Having successfully facilitated groups and clients for some years, I feel it would be appropriate to assist in you having conversations that are constructive and enlightening rather than inflammatory.

Personalise your opinion or observations.

Avoid making any universal statements such as,

You know when you see a patient with XXX then you would do XXX.”

This implies that everyone does exactly what the statement said, which may not be the case and so will polarize anything further. Making ‘Universal’ style comments are to be avoided at all costs!

On the other hand, personalising a statement changes everything.

I find when I see a patient with XXX then I would do XXX.”

This is the truth and doesn’t polarize the other person or make anyone wrong. The conversations that flow when two people personalize what they are saying can be the most amazing you can have. Remember you can never be wrong if you are personalizing what you are saying as no one else is an ‘expert’ in your experience- because only you know what you know!

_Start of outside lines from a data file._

//! Agent-facing routes outside the table: registration, profile, rebuy,
//! and the public leaderboard / stats / collusion surfaces.

use super::rate_limit::{
    client_ip, RateHeaders, AUTHED_PER_MIN, PUBLIC_PER_MIN, REGISTER_PER_MIN,
};
use super::{authenticate, now_ms, AppState};
use crate::auth::{generate_api_key, hash_api_key};
use crate::collusion::WATCHLIST_THRESHOLD;
use crate::db::models::Agent;
use crate::db;
use crate::error::{AppError, Result};
use crate::game::constants::{MAX_REBUYS, REBUY_THRESHOLD, STARTING_CHIPS};
use crate::sanitize::sanitize_name;
use axum::extract::{ConnectInfo, Query, State};
use axum::http::HeaderMap;
use axum::routing::{get, post};
use axum::{Json, Router};
use serde::{Deserialize, Serialize};
use serde_json::{json, Value};
use std::net::SocketAddr;
use std::sync::Arc;

pub fn router() -> Router<Arc<AppState>> {
    Router::new()
        .route("/register", post(register))
        .route("/me", get(me))
        .route("/rebuy", post(rebuy))
        .route("/leaderboard", get(leaderboard))
        .route("/stats", get(stats))
        .route("/collusion", get(collusion))
}

#[derive(Debug, Deserialize)]
#[serde(rename_all = "camelCase")]
pub struct RegisterRequest {
    pub name: String,
    pub llm_provider: Option<String>,
    pub llm_model: Option<String>,
}

#[derive(Debug, Serialize)]
#[serde(rename_all = "camelCase")]
pub struct RegisterResponse {
    pub ok: bool,
    pub agent_id: String,
    pub api_key: String,
    pub chips: i64,
    pub message: String,
}

async fn register(
    State(state): State<Arc<AppState>>,
    headers: HeaderMap,
    addr: Option<ConnectInfo<SocketAddr>>,
    Json(req): Json<RegisterRequest>,
) -> Result<(RateHeaders, Json<RegisterResponse>)> {
    let ip = client_ip(&headers, addr.map(|a| a.0));
    let rate = state
        .limiter
        .check(&format!("register:{ip}"), REGISTER_PER_MIN, now_ms())?;

    let name = sanitize_name(&req.name).ok_or_else(|| {
        AppError::Validation(
            "Name must be 2-20 characters of letters, digits, _ or -".to_string(),
        )
    })?;

    let api_key = generate_api_key();
    let agent = Agent::new(
        name,
        hash_api_key(&api_key),
        STARTING_CHIPS,
        req.llm_provider,
        req.llm_model,
    );
    // A duplicate name loses on the UNIQUE index and surfaces as 409, so
    // concurrent registrations of the same name admit exactly one.
    db::agents::insert(&state.pool, &agent).await?;
    tracing::info!("Registered agent {} ({})", agent.name, agent.id);

    Ok((
        rate,
        Json(RegisterResponse {
            ok: true,
            agent_id: agent.id,
            api_key,
            chips: agent.chips,
            message: "Save your API key now; it is shown only once.".to_string(),
        }),
    ))
}

async fn me(
    State(state): State<Arc<AppState>>,
    headers: HeaderMap,
) -> Result<(RateHeaders, Json<Value>)> {
    let agent = authenticate(&state, &headers).await?;
    let rate = state
        .limiter
        .check(&format!("agent:{}", agent.id), AUTHED_PER_MIN, now_ms())?;
    Ok((
        rate,
        Json(json!({
            "id": agent.id,
            "name": agent.name,
            "chips": agent.chips,
            "handsPlayed": agent.hands_played,
            "handsWon": agent.hands_won,
            "currentTable": agent.current_table,
            "rebuys": agent.rebuys,
            "rebuysLeft": MAX_REBUYS - agent.rebuys,
        })),
    ))
}

async fn rebuy(
    State(state): State<Arc<AppState>>,
    headers: HeaderMap,
) -> Result<(RateHeaders, Json<Value>)> {
    let agent = authenticate(&state, &headers).await?;
    let now = now_ms();
    let rate = state
        .limiter
        .check(&format!("agent:{}", agent.id), AUTHED_PER_MIN, now)?;

    if agent.chips >= REBUY_THRESHOLD {
        return Err(AppError::Precondition(format!(
            "Rebuy available only below {REBUY_THRESHOLD} chips"
        )));
    }
    if agent.rebuys >= MAX_REBUYS {
        return Err(AppError::Precondition("No rebuys remaining".to_string()));
    }

    // Conservative rule: no rebuy while contesting a live hand.
    let seated_at = match &agent.current_table {
        Some(table_id) => state.manager.get(table_id).await,
        None => None,
    };
    if let Some(actor) = &seated_at {
        if actor.in_live_hand(&agent.id).await {
            return Err(AppError::Precondition(
                "Cannot rebuy during a hand".to_string(),
            ));
        }
    }

    if !db::agents::rebuy(&state.pool, &agent.id, REBUY_THRESHOLD, MAX_REBUYS, STARTING_CHIPS)
        .await?
    {
        return Err(AppError::Precondition("No rebuys remaining".to_string()));
    }

    // Push the fresh stack to the table cache when seated.
    if let Some(actor) = seated_at {
        let (_, outcome) = actor.update_chips(&agent.id, STARTING_CHIPS, now).await?;
        state.manager.commit_effects(outcome).await;
    }

    tracing::info!("Agent {} rebought to {STARTING_CHIPS} chips", agent.name);
    Ok((
        rate,
        Json(json!({
            "ok": true,
            "chips": STARTING_CHIPS,
            "rebuys": agent.rebuys + 1,
            "rebuysLeft": MAX_REBUYS - agent.rebuys - 1,
        })),
    ))
}

#[derive(Debug, Deserialize)]
pub struct LimitQuery {
    pub limit: Option<i64>,
}

async fn leaderboard(
    State(state): State<Arc<AppState>>,
    headers: HeaderMap,
    addr: Option<ConnectInfo<SocketAddr>>,
    Query(query): Query<LimitQuery>,
) -> Result<(RateHeaders, Json<Value>)> {
    let ip = client_ip(&headers, addr.map(|a| a.0));
    let rate = state
        .limiter
        .check(&format!("public:{ip}"), PUBLIC_PER_MIN, now_ms())?;

    let limit = query.limit.unwrap_or(20).clamp(1, 100);
    let agents = db::agents::leaderboard(&state.pool, limit).await?;
    let entries: Vec<Value> = agents
        .iter()
        .enumerate()
        .map(|(i, a)| {
            let win_rate = if a.hands_played > 0 {
                format!("{:.1}%", 100.0 * a.hands_won as f64 / a.hands_played as f64)
            } else {
                "0%".to_string()
            };
            json!({
                "rank": i + 1,
                "id": a.id,
                "name": a.name,
                "chips": a.chips,
                "handsPlayed": a.hands_played,
                "handsWon": a.hands_won,
                "winRate": win_rate,
                "llmProvider": a.llm_provider,
                "llmModel": a.llm_model,
            })
        })
        .collect();
    Ok((rate, Json(json!({ "leaderboard": entries }))))
}

async fn stats(
    State(state): State<Arc<AppState>>,
    headers: HeaderMap,
    addr: Option<ConnectInfo<SocketAddr>>,
) -> Result<(RateHeaders, Json<Value>)> {
    let ip = client_ip(&headers, addr.map(|a| a.0));
    let rate = state
        .limiter
        .check(&format!("public:{ip}"), PUBLIC_PER_MIN, now_ms())?;

    let (total_agents, total_chips) = db::agents::totals(&state.pool).await?;
    let total_hands = db::hand_history::count(&state.pool).await?;
    let tables = state.manager.summaries().await;
    Ok((
        rate,
        Json(json!({
            "totalAgents": total_agents,
            "totalChips": total_chips,
            "totalHands": total_hands,
            "activeTables": tables.len(),
            "tables": tables,
        })),
    ))
}

async fn collusion(
    State(state): State<Arc<AppState>>,
    headers: HeaderMap,
    addr: Option<ConnectInfo<SocketAddr>>,
) -> Result<(RateHeaders, Json<Value>)> {
    let ip = client_ip(&headers, addr.map(|a| a.0));
    let rate = state
        .limiter
        .check(&format!("public:{ip}"), PUBLIC_PER_MIN, now_ms())?;

    let flagged = db::pairs::watchlist(&state.pool, WATCHLIST_THRESHOLD).await?;
    Ok((rate, Json(json!({ "flagged": flagged }))))
}
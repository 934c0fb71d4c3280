//! Anti-collusion accumulator: pairwise statistics derived from completed
//! hand records, plus the heuristic score surfaced on the watchlist.
//!
//! The scoring is explicitly approximate. Raw inputs are stored and exposed
//! alongside the score so reviewers can audit a flag; nothing here bans
//! anyone automatically.

use crate::game::HandRecord;
use std::collections::HashMap;

/// Pairs with at least this many shared hands get a score.
pub const MIN_HANDS_FOR_SCORE: i64 = 5;

/// Pairs at or above this score appear on the public watchlist.
pub const WATCHLIST_THRESHOLD: f64 = 0.75;

/// The per-pair delta one completed hand contributes. `agent_a` is always
/// the lexically smaller id so a pair has a single canonical row.
#[derive(Debug, Clone, PartialEq, Eq)]
pub struct PairUpdate {
    pub agent_a: String,
    pub agent_b: String,
    pub a_folds_to_b: i64,
    pub b_folds_to_a: i64,
    pub chip_flow_a_to_b: i64,
}

/// Accumulated statistics for one pair, as stored in `agent_pairs`.
#[derive(Debug, Clone, Default)]
pub struct PairStats {
    pub hands_together: i64,
    pub a_folds_to_b: i64,
    pub b_folds_to_a: i64,
    pub chip_flow_a_to_b: i64,
}

/// Derive the pair deltas from one hand: who folded to whose pressure, and
/// which way the pot moved.
pub fn pair_updates(record: &HandRecord) -> Vec<PairUpdate> {
    // Walk the action log once: for every fold, note who the most recent
    // raiser was at that moment.
    let mut last_raiser: Option<&str> = None;
    let mut folded_to: HashMap<&str, &str> = HashMap::new();
    for action in &record.actions {
        match action.action.as_str() {
            "raise" | "all_in" => last_raiser = Some(action.agent_id.as_str()),
            "fold" => {
                if let Some(raiser) = last_raiser {
                    if raiser != action.agent_id {
                        folded_to.insert(action.agent_id.as_str(), raiser);
                    }
                }
            }
            _ => {}
        }
    }

    let winner = record.winner_id.as_deref();
    let ids: Vec<&str> = record.players.iter().map(|p| p.id.as_str()).collect();
    let mut updates = Vec::new();
    for i in 0..ids.len() {
        for j in i + 1..ids.len() {
            let (a, b) = if ids[i] < ids[j] {
                (ids[i], ids[j])
            } else {
                (ids[j], ids[i])
            };
            let chip_flow_a_to_b = match winner {
                Some(w) if w == b => 1,
                Some(w) if w == a => -1,
                _ => 0,
            };
            updates.push(PairUpdate {
                agent_a: a.to_string(),
                agent_b: b.to_string(),
                a_folds_to_b: i64::from(folded_to.get(a) == Some(&b)),
                b_folds_to_a: i64::from(folded_to.get(b) == Some(&a)),
                chip_flow_a_to_b,
            });
        }
    }
    updates
}

/// The heuristic collusion score for one pair. Zero until the pair has
/// enough shared hands to say anything.
pub fn compute_score(stats: &PairStats) -> f64 {
    let n = stats.hands_together;
    if n < MIN_HANDS_FOR_SCORE {
        return 0.0;
    }
    let n_f = n as f64;
    let folds_total = stats.a_folds_to_b + stats.b_folds_to_a;
    let fold_score = (folds_total as f64 / n_f / 0.6).min(1.0);
    let fold_bias =
        stats.a_folds_to_b.max(stats.b_folds_to_a) as f64 / folds_total.max(1) as f64;
    let chip_bias = stats.chip_flow_a_to_b.unsigned_abs() as f64 / n_f;
    let confidence = (n_f / 20.0).min(1.0);
    (0.35 * fold_score + 0.35 * fold_bias + 0.30 * chip_bias) * confidence
}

Recognize hearsay for what it is…hearsay.

We all hear stories about other chiropractors whether it be from patients or our peers. It is human for us to paint a picture in our mind about what they do in practice EVEN THOUGH WE NEVER HAVE SPOKEN TO THEM OR BEEN IN THEIR PRACTICE! Let’s look at the people we are getting our information from;

Scenario: The patient you are seeing previously saw another chiropractor and told you about them.

The fact that they are seeing you rather than them tells us that they weren’t satisfied with the previous application of chiropractic. Often patients will ‘blame’ others for things that they themselves did or did not do.

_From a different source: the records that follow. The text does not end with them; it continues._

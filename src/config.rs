use std::env;

#[derive(Clone, Debug)]
pub struct Config {
    pub database_url: String,
    pub server_host: String,
    pub server_port: u16,
    pub admin_key: String,
}

impl Config {
    pub fn from_env() -> Self {
        dotenvy::dotenv().ok();

        Self {
            database_url: env::var("DATABASE_URL")
                .unwrap_or_else(|_| "sqlite:agent_poker.db".to_string()),
            server_host: env::var("SERVER_HOST").unwrap_or_else(|_| "127.0.0.1".to_string()),
            server_port: env::var("SERVER_PORT")
                .unwrap_or_else(|_| "3000".to_string())
                .parse()
                .expect("SERVER_PORT must be a number"),
            admin_key: env::var("ADMIN_KEY")
                .unwrap_or_else(|_| "development_admin_key_change_in_production".to_string()),
        }
    }

    pub fn server_addr(&self) -> String {
        format!("{}:{}", self.server_host, self.server_port)
    }
}
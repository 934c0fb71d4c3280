use super::deck::Card;
use serde::{Deserialize, Serialize};

#[derive(Debug, Clone, Copy, PartialEq, Eq, Serialize, Deserialize)]
#[serde(rename_all = "snake_case")]
pub enum PlayerStatus {
    Active,     // Still in the hand (or waiting for the next one)
    Folded,     // Folded this hand
    AllIn,      // All chips committed
    SittingOut, // Seated but not dealt in
}

#[derive(Debug, Clone, Serialize, Deserialize)]
pub struct Player {
    pub agent_id: String,
    pub name: String,
    pub chips: i64,
    pub hole_cards: Vec<Card>,
    pub bet: i64,       // contribution this betting round
    pub total_bet: i64, // contribution this hand, drives side pots
    pub status: PlayerStatus,
    pub seat_index: usize,
    pub has_acted: bool,
    pub sit_out_count: u32,
}

impl Player {
    pub fn new(agent_id: String, name: String, seat_index: usize, chips: i64) -> Self {
        Self {
            agent_id,
            name,
            chips,
            hole_cards: vec![],
            bet: 0,
            total_bet: 0,
            status: PlayerStatus::Active,
            seat_index,
            has_acted: false,
            sit_out_count: 0,
        }
    }

    /// Move up to `amount` chips into the pot; short stacks go all-in.
    /// Returns the amount actually contributed.
    pub fn place_bet(&mut self, amount: i64) -> i64 {
        let actual = amount.min(self.chips);
        self.chips -= actual;
        self.bet += actual;
        self.total_bet += actual;
        if self.chips == 0 {
            self.status = PlayerStatus::AllIn;
        }
        actual
    }

    pub fn fold(&mut self) {
        self.status = PlayerStatus::Folded;
    }

    pub fn reset_for_new_round(&mut self) {
        self.bet = 0;
        self.has_acted = self.status != PlayerStatus::Active;
    }

    /// Still contesting the pot (eligible to win a layer).
    pub fn in_hand(&self) -> bool {
        matches!(self.status, PlayerStatus::Active | PlayerStatus::AllIn)
    }

    pub fn can_act(&self) -> bool {
        self.status == PlayerStatus::Active
    }

    pub fn is_sitting_out(&self) -> bool {
        self.status == PlayerStatus::SittingOut
    }
}

/// One betting decision by a player. `Raise` carries the new total bet to
/// match, not the increment.
#[derive(Debug, Clone, PartialEq, Eq, Serialize, Deserialize)]
#[serde(rename_all = "snake_case", tag = "action", content = "amount")]
pub enum AgentAction {
    Fold,
    Check,
    Call,
    Raise(i64),
    AllIn,
}

impl AgentAction {
    /// Wire name, matching the API's action strings.
    pub fn kind(&self) -> &'static str {
        match self {
            AgentAction::Fold => "fold",
            AgentAction::Check => "check",
            AgentAction::Call => "call",
            AgentAction::Raise(_) => "raise",
            AgentAction::AllIn => "all_in",
        }
    }
}

#[cfg(test)]
mod tests {
    use super::*;

    #[test]
    fn place_bet_clamps_to_stack_and_goes_all_in() {
        let mut p = Player::new("a1".into(), "Alice".into(), 0, 30);
        let actual = p.place_bet(50);
        assert_eq!(actual, 30);
        assert_eq!(p.chips, 0);
        assert_eq!(p.bet, 30);
        assert_eq!(p.total_bet, 30);
        assert_eq!(p.status, PlayerStatus::AllIn);
    }

    #[test]
    fn round_reset_keeps_total_bet() {
        let mut p = Player::new("a1".into(), "Alice".into(), 0, 500);
        p.place_bet(100);
        p.has_acted = true;
        p.reset_for_new_round();
        assert_eq!(p.bet, 0);
        assert_eq!(p.total_bet, 100);
        assert!(!p.has_acted);
    }

    #[test]
    fn all_in_players_count_as_acted_after_reset() {
        let mut p = Player::new("a1".into(), "Alice".into(), 0, 100);
        p.place_bet(100);
        p.reset_for_new_round();
        assert!(p.has_acted);
        assert!(p.in_hand());
        assert!(!p.can_act());
    }

    #[test]
    fn action_serde_matches_wire_names() {
        assert_eq!(AgentAction::Raise(60).kind(), "raise");
        let json = serde_json::to_string(&AgentAction::AllIn).unwrap();
        assert!(json.contains("all_in"));
    }
}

  • “I never got any results with him” could be “I didn’t do what was recommended.”
  • “She wanted me to keep coming back” could be “I didn’t come in as often as was recommended.”
  • “They were expensive” could be “I didn’t really budget for it.”

Scenario: The chiropractor you are talking to used to work with them.

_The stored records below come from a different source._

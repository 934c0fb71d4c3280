mod actions;
mod hand_start;
mod phase;
mod seating;
mod showdown;
mod view;

pub use view::{AgentView, PublicPlayerInfo, PublicView, SpectatorPlayer, TableSummary};

use super::{
    constants::{ACTION_TIMEOUT_MS, DEFAULT_BIG_BLIND, DEFAULT_SMALL_BLIND},
    deck::{Card, Deck},
    error::{GameError, GameResult},
    player::{Player, PlayerStatus},
    record::{ChatMessage, HandRecord},
};
use serde::{Deserialize, Serialize};

/// The per-hand phase cycle. `Waiting` and `Showdown` are the between-hand
/// phases; betting is open during `Preflop` through `River`.
#[derive(Debug, Clone, Copy, PartialEq, Eq, Serialize, Deserialize)]
#[serde(rename_all = "lowercase")]
pub enum GamePhase {
    Waiting,
    Preflop,
    Flop,
    Turn,
    River,
    Showdown,
}

impl GamePhase {
    pub fn betting_open(&self) -> bool {
        matches!(
            self,
            GamePhase::Preflop | GamePhase::Flop | GamePhase::Turn | GamePhase::River
        )
    }

    pub fn between_hands(&self) -> bool {
        matches!(self, GamePhase::Waiting | GamePhase::Showdown)
    }
}

/// Summary of the most recently completed hand, kept for spectators and
/// polling agents after the pot has been awarded.
#[derive(Debug, Clone, Serialize, Deserialize)]
#[serde(rename_all = "camelCase")]
pub struct HandResult {
    pub hand_id: String,
    pub winner_name: String,
    pub winning_hand: String,
    pub pot: i64,
}

/// The full state of one table. All transitions are synchronous methods that
/// either commit or return a typed error; the current time always flows in
/// from the caller so the engine itself never touches a clock.
#[derive(Debug, Clone, Serialize, Deserialize)]
pub struct TableState {
    pub table_id: String,
    pub hand_id: String,
    pub hand_no: u64,
    pub phase: GamePhase,
    pub players: Vec<Player>,
    pub community_cards: Vec<Card>,
    pub pot: i64,
    pub current_bet: i64,
    pub current_turn: Option<usize>,
    pub dealer_index: usize,
    pub small_blind: i64,
    pub big_blind: i64,
    pub deck: Deck,
    pub hand_record: HandRecord,
    pub chat: Vec<ChatMessage>,
    pub last_action_at: u64,
    pub action_timeout_ms: u64,
    pub last_hand_result: Option<HandResult>,
    pub won_without_showdown: bool,

    /// Drained by the actor after each mutation; not part of the snapshot.
    #[serde(skip)]
    pub completed_hand: Option<HandRecord>,
    /// Seats vacated at hand start, drained by the actor.
    #[serde(skip)]
    pub pending_evictions: Vec<Player>,
}

impl TableState {
    pub fn new(table_id: String) -> Self {
        Self {
            table_id,
            hand_id: String::new(),
            hand_no: 0,
            phase: GamePhase::Waiting,
            players: Vec::new(),
            community_cards: Vec::new(),
            pot: 0,
            current_bet: 0,
            current_turn: None,
            dealer_index: 0,
            small_blind: DEFAULT_SMALL_BLIND,
            big_blind: DEFAULT_BIG_BLIND,
            deck: Deck::standard(),
            hand_record: HandRecord::default(),
            chat: Vec::new(),
            last_action_at: 0,
            action_timeout_ms: ACTION_TIMEOUT_MS,
            last_hand_result: None,
            won_without_showdown: false,
            completed_hand: None,
            pending_evictions: Vec::new(),
        }
    }

    pub(crate) fn find_player(&self, agent_id: &str) -> Option<usize> {
        self.players.iter().position(|p| p.agent_id == agent_id)
    }

    pub(crate) fn seated(&self, agent_id: &str) -> GameResult<usize> {
        self.find_player(agent_id).ok_or(GameError::NotSeated)
    }

    /// Next seat after `after` (cyclic, in seat order) whose player can act.
    pub(crate) fn next_active_seat(&self, after: usize) -> Option<usize> {
        let n = self.players.len();
        if n == 0 {
            return None;
        }
        (1..=n)
            .map(|offset| (after + offset) % n)
            .find(|&idx| self.players[idx].can_act())
    }

    /// Players still contesting the pot.
    pub(crate) fn in_hand_count(&self) -> usize {
        self.players.iter().filter(|p| p.in_hand()).count()
    }

    pub(crate) fn active_count(&self) -> usize {
        self.players.iter().filter(|p| p.can_act()).count()
    }

    /// Append a chat message; must be seated. Messages sent while a hand is
    /// running are also written into the hand record.
    pub fn chat(&mut self, agent_id: &str, text: String, now_ms: u64) -> GameResult<()> {
        let idx = self.seated(agent_id)?;
        let msg = ChatMessage {
            from: self.players[idx].agent_id.clone(),
            from_name: self.players[idx].name.clone(),
            text,
            timestamp: now_ms,
        };
        if self.phase.betting_open() {
            self.hand_record.record_chat(msg.clone());
        }
        self.chat.push(msg);
        // Bound the in-memory buffer; the record keeps the full log.
        if self.chat.len() > 50 {
            self.chat.remove(0);
        }
        Ok(())
    }

    /// Overwrite a seated player's stack (rebuy path).
    pub fn update_chips(&mut self, agent_id: &str, chips: i64) -> GameResult<()> {
        let idx = self.seated(agent_id)?;
        self.players[idx].chips = chips;
        Ok(())
    }

    /// The multiset check backing the no-card-duplication invariant:
    /// hole cards + community cards + remaining deck during a hand.
    #[cfg(test)]
    pub(crate) fn dealt_and_remaining(&self) -> Vec<Card> {
        let mut all: Vec<Card> = self
            .players
            .iter()
            .flat_map(|p| p.hole_cards.iter().copied())
            .collect();
        all.extend(self.community_cards.iter().copied());
        all.extend(self.deck.cards().iter().copied());
        all
    }
}

#[cfg(test)]
pub(crate) mod test_support {
    use super::*;

    /// A table with `stacks.len()` seated players and a started hand,
    /// using fixed ids `p0`, `p1`, ... and names `Player0`, `Player1`, ...
    pub fn table_with_hand(stacks: &[i64], now_ms: u64) -> TableState {
        let mut table = TableState::new("table-1".to_string());
        for (i, &chips) in stacks.iter().enumerate() {
            table
                .join(format!("p{i}"), format!("Player{i}"), chips)
                .expect("join");
        }
        assert!(table.start_hand(now_ms), "hand should start");
        table
    }

    /// Drive every player to check/call until the given phase is reached.
    pub fn advance_to_phase(table: &mut TableState, phase: GamePhase, now_ms: u64) {
        let mut guard = 0;
        while table.phase != phase {
            let idx = table.current_turn.expect("a turn pointer");
            let agent = table.players[idx].agent_id.clone();
            let action = if table.current_bet > table.players[idx].bet {
                crate::game::AgentAction::Call
            } else {
                crate::game::AgentAction::Check
            };
            table.act(&agent, action, now_ms).expect("act");
            guard += 1;
            assert!(guard < 100, "runaway betting loop");
        }
    }
}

  • “They were really demanding” could be “I didn’t understand how much I would have to do.”
  • “They were so focused on me needing to see more people” could be “I never appreciated what it cost to have an associate in a practice.”
  • “They didn’t really help me grow my practice” could be “I never really asked for help.”

We have to be aware that everyone’s truth may be different depending on their perspective.  

Be Curious

If there is a choice between being sceptical and being curious to learn more, embrace curiosity every time! It would be rather sad to consider that one knows everything there is to know. If you are listening to someone discuss their personal experience- understand that it is exactly that, their personal experience, which may be different to yours.

Don’t say anything about anyone that you wouldn’t also say to their face.

Science has shown that what we say about others who aren't present, results in the person you are talking to, thinking you do the same about them when they are absent.  This can be both positive and negative. Speak ill of someone and the person you are talking to will consider that you will speak ill of them. Say good stuff about others and they will think you sing their praises when they aren’t there.

(I can't help but think that many of these 'faceless keyboard warriors' would have a hard time in following this one as they pump out their relentless cowardly comments from afar.)

Avoid the question ‘why’ when asking questions.

When someone is asked the question WHY it often invokes an emotional reaction resulting in the person coming up with an excuse, justification or a story. When someone uses these it often entrenches them into their view and increases the chance of polarizing views.

Here’s the workaround- replace WHY with ‘What makes you say that?’

The focus then comes away from justifying their views to describing the context or the series of events/experiences that lead to the action being made. This allows the other person to better understand the decision making and opens the conversation up further.

That's it.

Next time you are at a conference, a meeting or a workshop and you have an opportunity to discuss differing viewpoints consider asking them to use these rules of engagement, and you may very well find out that the other person is real, quite nice, has good intentions and due to a number of circumstance has developed a differing point of view.